Each town had local militias, based on all eligible men, who had to supply their own arms. Only those who were too old, too young, disabled, or clergy were excused from military service. The militias were usually only minimally trained and initially did relatively poorly against the warring Indians, until more effective training and tactics could be devised. Joint forces of militia volunteers and volunteer Indian allies were found to be the most effective. The officers were usually elected by popular vote of the militia members.
Map depicting the approximate tribal territories of Native Americans around the year 1600, before the foundation of any permanent English settlements.

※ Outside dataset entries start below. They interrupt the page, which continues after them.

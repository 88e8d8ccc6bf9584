//! Error types for the chat assistant.

/// Errors from the chat session and the fallback assistant.
#[derive(Debug, Clone, PartialEq, thiserror::Error)]
pub enum ChatError {
    #[error("message cannot be empty")]
    EmptyMessage,
    #[error("message exceeds maximum length of {0} characters")]
    MessageTooLong(usize),
    #[error("assistant is still typing")]
    Busy,
    #[error("chat is closed")]
    Closed,
    #[error("assistant unavailable: {0}")]
    AssistantUnavailable(String),
    #[error("assistant configuration error: {0}")]
    Configuration(String),
}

By 1676, the regional Indian population had decreased to about 10,000 (exact numbers are unavailable), largely because of epidemics. These included about 4,000 Narragansetts of western Rhode Island and eastern Connecticut, 2,400 Nipmucks of central and western Massachusetts, and 2,400 combined in the Massachusett and Pawtucket tribes living around Massachusetts Bay and extending northwest to Maine. The Wampanoags and Pokanokets of Plymouth and eastern Rhode Island are thought to have numbered fewer than 1,000. About one in four were considered to be warriors. By then, the Indians had almost universally adopted steel knives, tomahawks, and flintlock muskets as their weapons of choice. The various tribes had no common government. They had distinct cultures and often warred among themselves, although they all spoke related languages from the Algonquian family.
Indians Attacking a Garrison House, from an Old Wood Engraving This is likely a depiction of the attack on the Haynes Garrison, Sudbury, April 21, 1676. Notice the European livestock dead in the foreground – to the Wompanoag, a frequent source of ire and a potent symbol of encroaching colonists, as cattle would graze in native fields, destroying their harvest.

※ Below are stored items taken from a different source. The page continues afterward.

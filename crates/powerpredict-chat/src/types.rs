//! Chat data types.

use chrono::{DateTime, Utc};
use serde::{Deserialize, Serialize};
use uuid::Uuid;

/// One entry in the chat transcript.
#[derive(Debug, Clone, PartialEq, Serialize, Deserialize)]
pub struct ChatMessage {
    pub id: Uuid,
    pub text: String,
    pub is_bot: bool,
    pub timestamp: DateTime<Utc>,
    /// Follow-up chips shown under a bot message.
    #[serde(default, skip_serializing_if = "Option::is_none")]
    pub suggestions: Option<Vec<String>>,
}

impl ChatMessage {
    /// A message typed or clicked by the user.
    pub fn user(text: impl Into<String>) -> Self {
        Self {
            id: Uuid::new_v4(),
            text: text.into(),
            is_bot: false,
            timestamp: Utc::now(),
            suggestions: None,
        }
    }

    /// A message from the assistant, optionally with follow-up chips.
    pub fn bot(text: impl Into<String>, suggestions: Option<Vec<String>>) -> Self {
        Self {
            id: Uuid::new_v4(),
            text: text.into(),
            is_bot: true,
            timestamp: Utc::now(),
            suggestions,
        }
    }
}

/// Which rule produced an advisory response.
#[derive(Debug, Clone, Copy, PartialEq, Eq, Serialize, Deserialize)]
#[serde(rename_all = "snake_case")]
pub enum ResponseSource {
    /// Personalized answer built from the current bill.
    Bill,
    /// Canned answer from a knowledge base topic.
    Topic,
    /// Fallback when nothing matched.
    Default,
}

/// Text and follow-up suggestions returned by the advisory engine.
#[derive(Debug, Clone, PartialEq, Serialize, Deserialize)]
pub struct AdvisoryResponse {
    pub text: String,
    pub suggestions: Vec<String>,
    pub source: ResponseSource,
    /// Name of the matched topic when `source` is `Topic`.
    #[serde(default, skip_serializing_if = "Option::is_none")]
    pub topic: Option<String>,
}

Metacomet was the son of the sachem Massasoit, the Wampanoag chief who had originally made peace with the people of Plymouth colony in the 1620s. Because of his closeness with the colonists during his youth, he adopted the name King Philip. Unfortunately, by the time he himself became chief of the Wampanoag in 1662, the period of peaceful coexistence had become a distant memory following conflicts over land use, diminished game as a consequence of expanding European settlement, and questions of whether or not the Native Americans would submit to English rule.
Starting in 1675, in a conflict known by the colonists as King Philip’s War, Metacomet used tribal alliances to coordinate efforts to push European colonists out of New England.

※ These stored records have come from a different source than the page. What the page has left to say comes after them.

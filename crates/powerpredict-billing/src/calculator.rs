//! Bill aggregation engine.
//!
//! `compute_bill` is a pure function: identical inputs give bit-identical
//! output, and nothing is cached between calls.

use powerpredict_core::types::{
    Appliance, ApplianceUsage, BillCalculation, BillSettings, CategoryUsage,
};
use tracing::debug;

use crate::error::BillingError;
use crate::rates::{category_color, effective_rate};

/// Days used to spread the monthly bill into a daily average.
pub const BILLING_DAYS: f64 = 30.0;

/// Months used to extrapolate the yearly bill (flat, not per-season).
pub const MONTHS_PER_YEAR: f64 = 12.0;

/// Check the numeric fields of an appliance.
///
/// Rejects non-finite values and values outside their physical range. Nothing
/// is coerced: a bad field aborts the whole calculation.
pub fn validate_appliance(appliance: &Appliance) -> Result<(), BillingError> {
    check_range(appliance, "wattage", appliance.wattage, 0.0, f64::INFINITY)?;
    check_range(appliance, "hours_per_day", appliance.hours_per_day, 0.0, 24.0)?;
    check_range(appliance, "days_per_month", appliance.days_per_month, 0.0, 31.0)?;
    if let Some(rate) = appliance.cost_per_kwh {
        check_range(appliance, "cost_per_kwh", rate, 0.0, f64::INFINITY)?;
    }
    Ok(())
}

fn check_range(
    appliance: &Appliance,
    field: &'static str,
    value: f64,
    min: f64,
    max: f64,
) -> Result<(), BillingError> {
    let reason = if !value.is_finite() {
        format!("must be a finite number (got {})", value)
    } else if value < min {
        format!("must be >= {} (got {})", min, value)
    } else if value > max {
        format!("must be <= {} (got {})", max, value)
    } else {
        return Ok(());
    };
    Err(BillingError::InvalidAppliance {
        name: appliance.name.clone(),
        field,
        reason,
    })
}

/// Compute the bill for an appliance inventory.
///
/// Returns `Ok(None)` for an empty inventory: "no data yet" is distinct from a
/// zero bill. The monthly bill is the sum of per-appliance costs, since each
/// appliance can carry its own effective rate.
pub fn compute_bill(
    appliances: &[Appliance],
    settings: &BillSettings,
) -> Result<Option<BillCalculation>, BillingError> {
    if appliances.is_empty() {
        debug!("No appliances, skipping bill calculation");
        return Ok(None);
    }

    for appliance in appliances {
        validate_appliance(appliance)?;
    }

    let mut total_kwh = 0.0;
    let mut monthly_bill = 0.0;
    let mut appliance_breakdown = Vec::with_capacity(appliances.len());

    for appliance in appliances {
        let monthly_kwh = appliance.monthly_kwh();
        let monthly_cost = monthly_kwh * effective_rate(appliance, settings);
        total_kwh += monthly_kwh;
        monthly_bill += monthly_cost;
        appliance_breakdown.push(ApplianceUsage {
            appliance: appliance.clone(),
            monthly_kwh,
            monthly_cost,
            percentage: 0.0,
        });
    }

    for usage in &mut appliance_breakdown {
        usage.percentage = share_of(usage.monthly_cost, monthly_bill);
    }

    let category_breakdown = aggregate_categories(&appliance_breakdown, monthly_bill);

    debug!(
        appliances = appliances.len(),
        categories = category_breakdown.len(),
        total_kwh,
        monthly_bill,
        "Bill calculated"
    );

    Ok(Some(BillCalculation {
        total_kwh,
        monthly_bill,
        yearly_bill: monthly_bill * MONTHS_PER_YEAR,
        daily_average: monthly_bill / BILLING_DAYS,
        appliance_breakdown,
        category_breakdown,
    }))
}

/// Group usages by category, in order of first appearance.
fn aggregate_categories(usages: &[ApplianceUsage], monthly_bill: f64) -> Vec<CategoryUsage> {
    let mut categories: Vec<CategoryUsage> = Vec::new();

    for usage in usages {
        let name = &usage.appliance.category;
        match categories.iter_mut().find(|c| &c.category == name) {
            Some(entry) => {
                entry.monthly_kwh += usage.monthly_kwh;
                entry.monthly_cost += usage.monthly_cost;
            }
            None => categories.push(CategoryUsage {
                category: name.clone(),
                monthly_kwh: usage.monthly_kwh,
                monthly_cost: usage.monthly_cost,
                percentage: 0.0,
                color: category_color(name).to_string(),
            }),
        }
    }

    for entry in &mut categories {
        entry.percentage = share_of(entry.monthly_cost, monthly_bill);
    }
    categories
}

/// Percentage of `part` in `total`; 0 when the total is 0.
fn share_of(part: f64, total: f64) -> f64 {
    if total > 0.0 {
        part / total * 100.0
    } else {
        0.0
    }
}
//! Energy-saving chat assistant for PowerPredict.
//!
//! Provides the static knowledge base, the rule-based advisory engine,
//! the chat session controller, and an optional LLM fallback client.

pub mod advisor;
pub mod assistant;
pub mod error;
pub mod knowledge;
pub mod random;
pub mod session;
pub mod types;

pub use advisor::{potential_savings, respond, validate_query, SAVINGS_RATE};
pub use assistant::{ask_or_apologize, CompletionService, OpenAiAssistant, UNAVAILABLE_MESSAGE};
pub use error::ChatError;
pub use knowledge::{find_topic, pick_response, pick_suggestions, KnowledgeTopic, TOPICS};
pub use random::{FixedRandom, RandomSource, StdRandom};
pub use session::{ChatSession, PendingTurn, SessionState, TurnOrigin};
pub use types::{AdvisoryResponse, ChatMessage, ResponseSource};
//! Error types for bill estimation.

use uuid::Uuid;

/// Errors from the appliance registry and the aggregation engine.
#[derive(Debug, Clone, PartialEq, thiserror::Error)]
pub enum BillingError {
    #[error("invalid appliance '{name}': {field} {reason}")]
    InvalidAppliance {
        name: String,
        field: &'static str,
        reason: String,
    },
    #[error("appliance not found: {0}")]
    ApplianceNotFound(Uuid),
}
use bloom::BloomFilter;
use byteorder::{LittleEndian, WriteBytesExt};
use memtable::Entry;
use std::fs::OpenOptions;
use std::io::{self, BufWriter, Write};
use std::path::Path;

use crate::format::{BLOOM_BITS, BLOOM_HASHES, INDEX_STRIDE, SSTABLE_MAGIC};
use crate::SstError;

/// Size of the write-side buffer.
const WRITE_BUF_SIZE: usize = 64 * 1024;

/// Tracks the absolute file offset across buffered writes.
///
/// `BufWriter` hides the underlying position, but the sparse index and the
/// footer both need absolute offsets of bytes that are still sitting in the
/// buffer, so the writer counts every byte it accepts.
struct CountingWriter<W: Write> {
    inner: W,
    offset: u64,
}

impl<W: Write> CountingWriter<W> {
    fn new(inner: W) -> Self {
        Self { inner, offset: 0 }
    }

    fn offset(&self) -> u64 {
        self.offset
    }
}

impl<W: Write> Write for CountingWriter<W> {
    fn write(&mut self, buf: &[u8]) -> io::Result<usize> {
        let n = self.inner.write(buf)?;
        self.offset += n as u64;
        Ok(n)
    }

    fn flush(&mut self) -> io::Result<()> {
        self.inner.flush()
    }
}

pub struct SsTableWriter;

impl SsTableWriter {
    /// Writes one SSTable at `path` from entries already sorted ascending by
    /// key (each key exactly once). Tombstones are written with `val_len = 0`;
    /// a tombstone entry carrying value bytes is rejected.
    ///
    /// The file is written in place -- atomic publish (write to a temp path,
    /// then rename) is the caller's concern.
    pub fn write_table(path: &Path, entries: &[Entry]) -> Result<(), SstError> {
        let file = OpenOptions::new()
            .create(true)
            .write(true)
            .truncate(true)
            .open(path)?;
        let mut w = CountingWriter::new(BufWriter::with_capacity(WRITE_BUF_SIZE, file));

        // 1) Header: magic + entry count.
        w.write_u32::<LittleEndian>(SSTABLE_MAGIC)?;
        w.write_u32::<LittleEndian>(entries.len() as u32)?;

        let mut filter = BloomFilter::new(BLOOM_BITS, BLOOM_HASHES);
        let mut index: Vec<(&[u8], u64)> = Vec::new();

        // 2) Data region, noting every stride-th record offset.
        for (i, e) in entries.iter().enumerate() {
            if e.tombstone && !e.value.is_empty() {
                return Err(SstError::Io(io::Error::new(
                    io::ErrorKind::InvalidInput,
                    "tombstone entry carries value bytes",
                )));
            }

            let offset = w.offset();
            if i % INDEX_STRIDE == 0 {
                index.push((e.key.as_slice(), offset));
            }

            w.write_u32::<LittleEndian>(e.key.len() as u32)?;
            w.write_u32::<LittleEndian>(e.value.len() as u32)?;
            w.write_u8(e.tombstone as u8)?;
            w.write_all(&e.key)?;
            if !e.value.is_empty() {
                w.write_all(&e.value)?;
            }

            filter.insert(&e.key);
        }

        // 3) Sparse index.
        let index_start = w.offset();
        w.write_u32::<LittleEndian>(index.len() as u32)?;
        for (key, offset) in &index {
            w.write_u32::<LittleEndian>(key.len() as u32)?;
            w.write_all(key)?;
            w.write_u64::<LittleEndian>(*offset)?;
        }

        // 4) Bloom filter.
        let bloom_start = w.offset();
        filter.write_to(&mut w)?;

        // 5) Footer.
        w.write_u64::<LittleEndian>(index_start)?;
        w.write_u64::<LittleEndian>(bloom_start)?;

        w.flush()?;
        Ok(())
    }
}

The war was the single greatest calamity to occur in seventeenth-century Puritan New England and is considered by many to be the deadliest war in the history of European settlement in North America in proportion to the population. In the space of little more than a year, twelve of the region’s towns were destroyed and many more were damaged, the economy of Plymouth and Rhode Island Colonies was all but ruined and their population was decimated, losing one-tenth of all men available for military service. More than half of New England’s towns were attacked by Indians.
“Philip. King of Mount Hope,” a 1772 engraving of a caricature of King Philip by Paul Revere.
The war largely ended with Metacomet’s death. His head was mounted on a pike at the entrance to Plymouth, Massachusetts, where it remained for more than two decades. His body was cut into quarters and hung in trees.
More than 1,000 colonists and 3,000 Indians had died. More than half of all New England villages were attacked by Indian warriors, and many were completely destroyed. Several Indians were enslaved and transported to Bermuda, including Metacomet’s son, and numerous Bermudians today claim ancestry from the Indian exiles.